== TASK STATEMENT ==
Report the count of lines below in which the string "super" occurs; include nothing else.

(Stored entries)
• • • •

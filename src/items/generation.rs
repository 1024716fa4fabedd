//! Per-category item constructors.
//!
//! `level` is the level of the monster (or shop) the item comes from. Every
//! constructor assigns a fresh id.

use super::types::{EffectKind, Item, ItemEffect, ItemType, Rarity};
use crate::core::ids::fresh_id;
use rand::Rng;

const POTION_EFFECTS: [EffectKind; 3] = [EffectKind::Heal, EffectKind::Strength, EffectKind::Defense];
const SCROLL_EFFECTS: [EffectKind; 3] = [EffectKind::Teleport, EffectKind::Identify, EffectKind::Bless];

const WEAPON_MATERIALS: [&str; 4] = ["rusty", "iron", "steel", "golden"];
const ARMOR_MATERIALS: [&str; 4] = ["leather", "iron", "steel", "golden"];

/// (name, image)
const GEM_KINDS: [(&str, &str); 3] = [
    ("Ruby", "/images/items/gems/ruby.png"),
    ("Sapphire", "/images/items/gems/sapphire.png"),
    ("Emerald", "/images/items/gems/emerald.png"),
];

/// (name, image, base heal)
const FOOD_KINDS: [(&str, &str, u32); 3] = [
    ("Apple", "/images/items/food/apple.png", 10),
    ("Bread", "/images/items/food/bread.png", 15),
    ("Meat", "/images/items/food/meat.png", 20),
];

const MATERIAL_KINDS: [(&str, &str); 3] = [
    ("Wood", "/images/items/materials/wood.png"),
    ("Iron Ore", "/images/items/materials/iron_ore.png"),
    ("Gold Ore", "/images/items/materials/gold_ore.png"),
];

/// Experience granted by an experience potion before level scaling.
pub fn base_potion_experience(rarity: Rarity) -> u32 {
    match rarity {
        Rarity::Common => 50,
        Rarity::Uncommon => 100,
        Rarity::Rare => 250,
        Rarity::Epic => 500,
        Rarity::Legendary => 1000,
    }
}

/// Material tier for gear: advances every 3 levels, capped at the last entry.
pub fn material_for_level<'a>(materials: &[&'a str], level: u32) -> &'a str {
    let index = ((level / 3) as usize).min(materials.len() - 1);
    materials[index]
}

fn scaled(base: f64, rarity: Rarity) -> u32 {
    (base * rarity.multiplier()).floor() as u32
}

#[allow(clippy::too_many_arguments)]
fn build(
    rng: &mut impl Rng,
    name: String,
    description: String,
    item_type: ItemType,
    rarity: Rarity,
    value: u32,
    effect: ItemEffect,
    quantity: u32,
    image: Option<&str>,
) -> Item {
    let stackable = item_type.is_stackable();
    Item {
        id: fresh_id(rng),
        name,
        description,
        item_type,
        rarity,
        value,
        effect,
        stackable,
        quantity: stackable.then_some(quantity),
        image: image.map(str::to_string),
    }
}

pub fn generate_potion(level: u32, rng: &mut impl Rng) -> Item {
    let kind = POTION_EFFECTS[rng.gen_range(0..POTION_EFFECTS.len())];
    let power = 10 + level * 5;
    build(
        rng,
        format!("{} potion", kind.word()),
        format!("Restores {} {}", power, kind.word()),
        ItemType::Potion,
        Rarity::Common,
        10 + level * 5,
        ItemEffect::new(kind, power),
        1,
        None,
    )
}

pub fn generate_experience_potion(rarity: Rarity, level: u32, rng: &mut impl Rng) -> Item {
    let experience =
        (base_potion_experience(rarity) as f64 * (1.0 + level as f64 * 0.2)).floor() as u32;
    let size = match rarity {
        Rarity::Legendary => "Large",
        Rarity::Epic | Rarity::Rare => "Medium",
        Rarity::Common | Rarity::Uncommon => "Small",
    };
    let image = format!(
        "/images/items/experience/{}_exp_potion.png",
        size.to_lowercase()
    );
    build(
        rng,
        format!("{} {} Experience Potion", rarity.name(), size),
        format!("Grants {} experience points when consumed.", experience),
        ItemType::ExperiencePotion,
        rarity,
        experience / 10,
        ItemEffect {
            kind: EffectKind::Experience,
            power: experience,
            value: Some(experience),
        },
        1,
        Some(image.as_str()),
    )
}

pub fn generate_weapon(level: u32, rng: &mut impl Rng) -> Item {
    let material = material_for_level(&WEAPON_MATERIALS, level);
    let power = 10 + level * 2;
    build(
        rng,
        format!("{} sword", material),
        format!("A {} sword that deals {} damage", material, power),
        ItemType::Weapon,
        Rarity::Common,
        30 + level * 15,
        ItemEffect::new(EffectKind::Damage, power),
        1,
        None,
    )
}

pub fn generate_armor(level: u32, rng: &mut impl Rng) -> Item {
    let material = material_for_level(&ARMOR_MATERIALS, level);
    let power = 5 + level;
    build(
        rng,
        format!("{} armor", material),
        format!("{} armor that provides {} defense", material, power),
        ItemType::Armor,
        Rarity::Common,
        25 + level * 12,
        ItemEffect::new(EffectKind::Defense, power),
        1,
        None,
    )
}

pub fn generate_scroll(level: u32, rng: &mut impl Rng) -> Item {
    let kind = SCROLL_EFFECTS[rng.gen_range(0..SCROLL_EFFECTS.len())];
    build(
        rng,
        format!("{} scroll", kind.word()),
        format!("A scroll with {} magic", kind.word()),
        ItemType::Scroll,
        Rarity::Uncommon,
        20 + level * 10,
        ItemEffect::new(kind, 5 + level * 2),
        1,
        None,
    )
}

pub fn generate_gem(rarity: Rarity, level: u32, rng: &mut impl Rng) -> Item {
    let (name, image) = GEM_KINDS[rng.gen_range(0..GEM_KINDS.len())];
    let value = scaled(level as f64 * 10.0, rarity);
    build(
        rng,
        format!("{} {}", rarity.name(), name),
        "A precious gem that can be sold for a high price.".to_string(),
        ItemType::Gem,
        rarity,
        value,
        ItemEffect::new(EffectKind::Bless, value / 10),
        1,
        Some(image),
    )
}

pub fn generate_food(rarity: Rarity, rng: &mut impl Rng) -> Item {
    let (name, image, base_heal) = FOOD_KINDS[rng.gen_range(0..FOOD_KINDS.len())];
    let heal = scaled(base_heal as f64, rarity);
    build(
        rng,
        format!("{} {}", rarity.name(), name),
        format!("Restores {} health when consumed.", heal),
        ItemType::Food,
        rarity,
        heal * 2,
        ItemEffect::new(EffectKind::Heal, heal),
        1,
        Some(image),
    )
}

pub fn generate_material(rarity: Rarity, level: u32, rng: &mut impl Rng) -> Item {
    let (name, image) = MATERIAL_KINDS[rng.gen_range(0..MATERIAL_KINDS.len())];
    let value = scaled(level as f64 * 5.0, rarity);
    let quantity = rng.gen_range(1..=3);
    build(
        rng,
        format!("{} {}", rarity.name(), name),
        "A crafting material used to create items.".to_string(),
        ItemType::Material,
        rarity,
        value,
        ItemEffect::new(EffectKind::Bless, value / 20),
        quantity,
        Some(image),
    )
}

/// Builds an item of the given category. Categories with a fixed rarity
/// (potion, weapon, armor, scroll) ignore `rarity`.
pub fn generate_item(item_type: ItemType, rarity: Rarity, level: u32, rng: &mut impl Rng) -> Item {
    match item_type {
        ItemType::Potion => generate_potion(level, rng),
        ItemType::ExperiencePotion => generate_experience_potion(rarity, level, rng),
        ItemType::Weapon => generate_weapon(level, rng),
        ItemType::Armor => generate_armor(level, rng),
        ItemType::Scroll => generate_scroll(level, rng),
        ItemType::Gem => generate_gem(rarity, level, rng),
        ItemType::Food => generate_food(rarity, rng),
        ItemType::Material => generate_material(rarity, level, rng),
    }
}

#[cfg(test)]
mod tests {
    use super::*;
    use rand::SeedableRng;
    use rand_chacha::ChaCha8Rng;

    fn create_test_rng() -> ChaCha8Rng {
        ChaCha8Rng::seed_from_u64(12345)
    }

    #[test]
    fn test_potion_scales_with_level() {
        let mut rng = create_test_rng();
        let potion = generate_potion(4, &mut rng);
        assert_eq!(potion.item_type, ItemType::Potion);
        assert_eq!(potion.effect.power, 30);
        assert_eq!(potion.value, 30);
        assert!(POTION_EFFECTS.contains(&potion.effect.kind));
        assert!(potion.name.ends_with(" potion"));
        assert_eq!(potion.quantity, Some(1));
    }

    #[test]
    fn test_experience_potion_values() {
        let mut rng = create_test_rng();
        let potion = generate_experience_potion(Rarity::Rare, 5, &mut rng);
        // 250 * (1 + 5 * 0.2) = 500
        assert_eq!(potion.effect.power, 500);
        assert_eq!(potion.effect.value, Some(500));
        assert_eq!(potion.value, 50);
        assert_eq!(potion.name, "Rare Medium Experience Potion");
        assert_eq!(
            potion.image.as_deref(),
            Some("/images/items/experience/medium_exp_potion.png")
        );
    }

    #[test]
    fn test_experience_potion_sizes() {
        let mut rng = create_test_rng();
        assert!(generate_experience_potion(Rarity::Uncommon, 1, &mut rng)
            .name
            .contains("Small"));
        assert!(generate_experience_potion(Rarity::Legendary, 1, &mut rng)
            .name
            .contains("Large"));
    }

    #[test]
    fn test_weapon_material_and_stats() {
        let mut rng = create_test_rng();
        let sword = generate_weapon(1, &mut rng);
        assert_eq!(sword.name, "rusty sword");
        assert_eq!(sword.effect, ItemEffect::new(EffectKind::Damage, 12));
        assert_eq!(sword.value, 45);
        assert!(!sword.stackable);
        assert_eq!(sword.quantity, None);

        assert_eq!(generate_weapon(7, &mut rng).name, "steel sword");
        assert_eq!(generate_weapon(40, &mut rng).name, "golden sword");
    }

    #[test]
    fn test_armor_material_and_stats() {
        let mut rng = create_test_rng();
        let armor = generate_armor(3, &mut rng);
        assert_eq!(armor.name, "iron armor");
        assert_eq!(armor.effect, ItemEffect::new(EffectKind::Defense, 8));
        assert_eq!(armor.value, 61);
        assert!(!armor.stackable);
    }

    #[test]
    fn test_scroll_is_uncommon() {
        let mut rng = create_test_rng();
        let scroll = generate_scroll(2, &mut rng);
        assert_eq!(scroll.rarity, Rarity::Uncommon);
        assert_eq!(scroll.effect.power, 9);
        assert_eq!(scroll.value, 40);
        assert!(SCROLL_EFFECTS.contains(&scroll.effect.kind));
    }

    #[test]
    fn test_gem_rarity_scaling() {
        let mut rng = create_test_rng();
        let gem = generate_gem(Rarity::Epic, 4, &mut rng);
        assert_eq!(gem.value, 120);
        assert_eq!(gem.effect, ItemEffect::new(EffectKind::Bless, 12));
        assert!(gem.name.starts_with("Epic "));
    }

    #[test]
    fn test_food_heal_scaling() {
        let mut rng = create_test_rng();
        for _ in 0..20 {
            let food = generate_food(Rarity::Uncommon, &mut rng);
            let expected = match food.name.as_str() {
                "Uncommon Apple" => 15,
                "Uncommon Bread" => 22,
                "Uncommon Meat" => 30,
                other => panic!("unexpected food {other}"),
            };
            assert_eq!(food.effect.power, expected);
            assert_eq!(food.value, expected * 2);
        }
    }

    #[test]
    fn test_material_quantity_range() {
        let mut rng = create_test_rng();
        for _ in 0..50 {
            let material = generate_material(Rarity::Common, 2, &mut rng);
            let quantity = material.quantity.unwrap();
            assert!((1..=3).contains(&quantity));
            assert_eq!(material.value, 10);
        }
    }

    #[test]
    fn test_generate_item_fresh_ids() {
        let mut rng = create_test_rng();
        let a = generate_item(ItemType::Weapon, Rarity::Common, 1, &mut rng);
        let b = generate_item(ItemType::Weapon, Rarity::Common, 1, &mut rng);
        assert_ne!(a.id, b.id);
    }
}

• • • •

== REPLY ==
2